**Exercise:** Where does the string "Types" occur in the entries below? Copy every line where it does.

[Saved entries]
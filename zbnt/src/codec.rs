//! Little-endian encoding of the numbers carried in message payloads

/// Types that can be appended to a message payload
pub trait Encode {
    fn encode(&self, out: &mut Vec<u8>);
}

/// Types that can be read from a message payload
pub trait Decode: Sized {
    /// Number of payload bytes consumed
    const SIZE: usize;
    /// Read a value at `offset`, `None` if `data` is too short
    fn decode(data: &[u8], offset: usize) -> Option<Self>;
}

macro_rules! enc_num {
    ($num:ty) => {
        impl Encode for $num {
            fn encode(&self, out: &mut Vec<u8>) {
                out.extend_from_slice(&self.to_le_bytes());
            }
        }
    };
}

macro_rules! dec_num {
    ($num:ty) => {
        impl Decode for $num {
            const SIZE: usize = core::mem::size_of::<$num>();
            fn decode(data: &[u8], offset: usize) -> Option<Self> {
                let bytes = data.get(offset..offset.checked_add(Self::SIZE)?)?;
                Some(<$num>::from_le_bytes(bytes.try_into().ok()?))
            }
        }
    };
}

enc_num!(u8);
enc_num!(u16);
enc_num!(u32);
enc_num!(u64);

dec_num!(u8);
dec_num!(u16);
dec_num!(u32);
dec_num!(u64);

impl Encode for [u8] {
    fn encode(&self, out: &mut Vec<u8>) {
        out.extend_from_slice(self);
    }
}

impl<const N: usize> Encode for [u8; N] {
    fn encode(&self, out: &mut Vec<u8>) {
        out.extend_from_slice(self);
    }
}

impl Encode for str {
    fn encode(&self, out: &mut Vec<u8>) {
        out.extend_from_slice(self.as_bytes());
    }
}

/// Append every argument to `out`, in order
#[macro_export]
macro_rules! encode_all {
    ($out:expr, $($v:expr),+ $(,)?) => {{
        $( $crate::codec::Encode::encode(&$v, $out); )+
    }};
}

/// Append a string with a `u16` length prefix
#[allow(clippy::cast_possible_truncation)]
pub fn encode_str(out: &mut Vec<u8>, s: &str) {
    (s.len() as u16).encode(out);
    s.encode(out);
}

**Response box:**
/// Types that can be appended to a message payload
/// Types that can be read from a message payload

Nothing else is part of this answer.